Monday, 29 de April de 2024 ISSN 1519-7670 - Ano 24 - nº 1285

Comportamento nota zero

Dois jornalistas divulgaram, sem ordem judicial, o extrato bancário do caseiro Nildo, aquele que desafia o ministro da Fazenda Antonio Palocci. Em termos jornalísticos, tudo bem: a informação é relevante. Se o caseiro levou algum, e logo antes do depoimento, é preciso investigá-lo. Mas, sempre pensando em termos jornalísticos, também é relevante informar quem é que, dentro do governo, tenta desmoralizar o caseiro que enfrenta o ministro, e utiliza seu poder para avanços ilegais contra as garantias individuais de um cidadão. Por que essa informação, da maior importância por revelar abuso de poder, é sonegada ao público?

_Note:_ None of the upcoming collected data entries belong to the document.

//! Core domain types for memlink
//!
//! Everything here except [`ControllerState`] is pass-through data: the
//! client never stores projects, conversations, or transcripts of record.
//!
//! ## Terminology
//!
//! | Term | Definition |
//! |------|------------|
//! | **Project** | Backend-owned bucket that conversations are saved into |
//! | **Turn** | One role-tagged message rendered on the conversation page |
//! | **Transcript** | Ordered turns extracted fresh from a page on each request |
//! | **ConversationRecord** | A saved transcript as the backend returns it |
//! | **ContextResult** | Ranked memory blocks returned for a query |

use chrono::{DateTime, NaiveDateTime, Utc};
use serde::{Deserialize, Serialize};
use std::fmt;

// ============================================
// Transcript
// ============================================

/// Who authored a turn on the conversation page
#[derive(Debug, Clone, Copy, PartialEq, Eq, Hash, Serialize, Deserialize)]
#[serde(rename_all = "lowercase")]
pub enum Role {
    User,
    Assistant,
}

impl Role {
    /// Attribute value used by the page schema
    pub fn as_str(&self) -> &'static str {
        match self {
            Role::User => "user",
            Role::Assistant => "assistant",
        }
    }

    /// Heading used in the saved transcript text
    pub fn label(&self) -> &'static str {
        match self {
            Role::User => "USER",
            Role::Assistant => "ASSISTANT",
        }
    }
}

impl std::str::FromStr for Role {
    type Err = String;

    fn from_str(s: &str) -> Result<Self, Self::Err> {
        match s {
            "user" => Ok(Role::User),
            "assistant" => Ok(Role::Assistant),
            _ => Err(format!("unknown role: {}", s)),
        }
    }
}

/// A single non-empty message in a transcript
#[derive(Debug, Clone, PartialEq, Eq, Serialize, Deserialize)]
pub struct Turn {
    pub role: Role,
    /// Trimmed rendered text; never empty
    pub text: String,
}

/// Ordered sequence of turns, in document order
#[derive(Debug, Clone, Default, PartialEq, Eq, Serialize, Deserialize)]
pub struct Transcript {
    pub turns: Vec<Turn>,
}

impl Transcript {
    pub fn is_empty(&self) -> bool {
        self.turns.is_empty()
    }

    pub fn len(&self) -> usize {
        self.turns.len()
    }

    /// Plain-text form submitted as `raw_content`.
    ///
    /// Each turn becomes `ROLE:\n{text}\n`; turns are separated by a blank line.
    pub fn render(&self) -> String {
        self.turns
            .iter()
            .map(|turn| format!("{}:\n{}\n", turn.role.label(), turn.text))
            .collect::<Vec<_>>()
            .join("\n")
    }
}

// ============================================
// Backend records
// ============================================

/// A project as listed by the backend. Ids are never assigned client-side.
#[derive(Debug, Clone, PartialEq, Eq, Serialize, Deserialize)]
pub struct Project {
    pub id: i64,
    pub name: String,
}

impl Project {
    /// Parse one entry of a project listing.
    ///
    /// Returns `None` for null entries, entries without an integer `id`, and
    /// entries with a missing or empty `name`.
    pub fn from_value(value: &serde_json::Value) -> Option<Self> {
        let id = value.get("id")?.as_i64()?;
        let name = value.get("name")?.as_str()?;
        if name.trim().is_empty() {
            return None;
        }
        Some(Project {
            id,
            name: name.to_string(),
        })
    }
}

/// A saved conversation (server-owned, read-only here)
#[derive(Debug, Clone, PartialEq, Serialize, Deserialize)]
pub struct ConversationRecord {
    pub id: i64,
    pub created_at: String,
    #[serde(default)]
    pub raw_content: String,
}

impl ConversationRecord {
    /// `created_at` as UTC, accepting RFC 3339 or naive ISO timestamps.
    pub fn created_at_utc(&self) -> Option<DateTime<Utc>> {
        parse_timestamp(&self.created_at)
    }
}

/// Result of a memory-context query; display only
#[derive(Debug, Clone, PartialEq, Serialize, Deserialize)]
pub struct ContextResult {
    #[serde(default)]
    pub project_id: Option<i64>,
    #[serde(default)]
    pub query: Option<String>,
    pub total_scanned: u64,
    pub context_blocks: Vec<ContextBlock>,
}

/// One ranked block of remembered content
#[derive(Debug, Clone, PartialEq, Serialize, Deserialize)]
pub struct ContextBlock {
    pub score: f64,
    pub raw_content: String,
    #[serde(default)]
    pub conversation_id: Option<i64>,
    #[serde(default)]
    pub summary: Option<String>,
    #[serde(default)]
    pub created_at: Option<String>,
}

impl ContextBlock {
    /// First `max_chars` characters of the content.
    pub fn preview(&self, max_chars: usize) -> &str {
        match self.raw_content.char_indices().nth(max_chars) {
            Some((idx, _)) => &self.raw_content[..idx],
            None => &self.raw_content,
        }
    }
}

fn parse_timestamp(raw: &str) -> Option<DateTime<Utc>> {
    if let Ok(dt) = DateTime::parse_from_rfc3339(raw) {
        return Some(dt.with_timezone(&Utc));
    }
    NaiveDateTime::parse_from_str(raw, "%Y-%m-%dT%H:%M:%S%.f")
        .ok()
        .map(|naive| naive.and_utc())
}

// ============================================
// Controller state
// ============================================

/// Authentication state of the controller
#[derive(Debug, Clone, Copy, PartialEq, Eq, Default)]
pub enum ControllerState {
    #[default]
    LoggedOut,
    Authenticating,
    LoggedIn,
}

impl fmt::Display for ControllerState {
    fn fmt(&self, f: &mut fmt::Formatter<'_>) -> fmt::Result {
        let s = match self {
            ControllerState::LoggedOut => "logged out",
            ControllerState::Authenticating => "authenticating",
            ControllerState::LoggedIn => "logged in",
        };
        f.write_str(s)
    }
}
//! Typed wrappers for the backend endpoints
//!
//! Listings come back as raw JSON so the controller can drop malformed
//! entries one by one instead of failing the whole load.

use reqwest::Method;
use serde::de::DeserializeOwned;
use serde::Deserialize;
use serde_json::{json, Value};

use super::client::SyncClient;
use crate::error::{Error, Result};
use crate::types::{ContextResult, ConversationRecord, Project};

pub const LOGIN: &str = "/auth/login";
pub const REGISTER: &str = "/auth/register";
pub const PROJECTS: &str = "/projects";
pub const CREATE_PROJECT: &str = "/projects/create";
pub const CONVERSATIONS: &str = "/conversations";
pub const SAVE_CONVERSATION: &str = "/conversations/save";
pub const MEMORY_CONTEXT: &str = "/memory/context";

/// Response from POST /auth/login and /auth/register
#[derive(Debug, Default, Deserialize)]
pub struct AuthResponse {
    #[serde(default)]
    pub access_token: Option<String>,
    #[serde(default)]
    pub token_type: Option<String>,
}

impl SyncClient {
    /// POST /auth/login (unauthenticated)
    pub async fn login(&self, email: &str, password: &str) -> Result<AuthResponse> {
        let body = json!({ "email": email, "password": password });
        let value = self.call(LOGIN, Method::POST, Some(&body), None).await?;
        decode(LOGIN, value)
    }

    /// POST /auth/register (unauthenticated)
    pub async fn register(&self, email: &str, password: &str) -> Result<AuthResponse> {
        let body = json!({ "email": email, "password": password });
        let value = self.call(REGISTER, Method::POST, Some(&body), None).await?;
        decode(REGISTER, value)
    }

    /// GET /projects
    pub async fn list_projects(&self, token: &str) -> Result<Value> {
        self.call(PROJECTS, Method::GET, None, Some(token)).await
    }

    /// POST /projects/create
    pub async fn create_project(&self, token: &str, name: &str) -> Result<Project> {
        let body = json!({ "name": name });
        let value = self
            .call(CREATE_PROJECT, Method::POST, Some(&body), Some(token))
            .await?;
        Project::from_value(&value).ok_or_else(|| {
            Error::InvalidResponse(format!("{CREATE_PROJECT} returned no id/name: {value}"))
        })
    }

    /// GET /conversations?project_id={id}
    pub async fn list_conversations(&self, token: &str, project_id: i64) -> Result<Value> {
        let endpoint = format!("{CONVERSATIONS}?project_id={project_id}");
        self.call(&endpoint, Method::GET, None, Some(token)).await
    }

    /// POST /conversations/save
    pub async fn save_conversation(
        &self,
        token: &str,
        project_id: i64,
        raw_content: &str,
    ) -> Result<ConversationRecord> {
        let body = json!({ "project_id": project_id, "raw_content": raw_content });
        let value = self
            .call(SAVE_CONVERSATION, Method::POST, Some(&body), Some(token))
            .await?;
        decode(SAVE_CONVERSATION, value)
    }

    /// POST /memory/context
    pub async fn memory_context(
        &self,
        token: &str,
        project_id: i64,
        query: &str,
    ) -> Result<ContextResult> {
        let body = json!({ "project_id": project_id, "query": query });
        let value = self
            .call(MEMORY_CONTEXT, Method::POST, Some(&body), Some(token))
            .await?;
        decode(MEMORY_CONTEXT, value)
    }
}

fn decode<T: DeserializeOwned>(endpoint: &str, value: Value) -> Result<T> {
    serde_json::from_value(value)
        .map_err(|e| Error::InvalidResponse(format!("unexpected {endpoint} response: {e}")))
}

O funcionário público que tem poder para violar um sigilo bancário é muito mais forte do que um caseiro que ganha 700 reais mensais. Usar o sigilo de fonte para proteger só quem tem poder? E quem efetivamente precisa de proteção, o lado mais fraco, será entregue aos leões-leões? É para isso que nós, jornalistas, temos a faculdade de proteger nossos informantes com o sigilo profissional? E o sigilo bancário, uma garantia constitucional, não merece ser preservado?

Não é a primeira vez que tocamos neste assunto – repórteres que se aliam aos poderosos e lhes prestam serviços em troca de matérias, muitas vezes cometendo crimes em nome da vaidade. Esse tipo de coisa acaba resultando em Escola Base. O leitor, o ouvinte, o telespectador querem boas reportagens, mas não à custa da independência do profissional ou do veículo.

Um grande jornalista, Augusto Nunes, disse certa vez que sempre protegeu a fonte; mas, sempre que se sentiu enganado, entregou-a. Está certo. A fonte é importante, mas informar corretamente é a essência da profissão.



E o caderninho?

Deu no jornal: quando o Supremo Tribunal Federal suspendeu o depoimento do caseiro Francenildo dos Santos Costa, ‘ele deixou a sala sob aplausos de senadores da oposição, de técnicos da comissão e de alguns jornalistas’. Vergonhoso: jornalista não existe para aplaudir ou vaiar, mas para reportar. Em vez de bater palmas, deve usar as mãos para tomar notas que darão substância à sua reportagem. Em vez de vaiar, deve fazer perguntas bem informadas, que gerem esclarecimentos.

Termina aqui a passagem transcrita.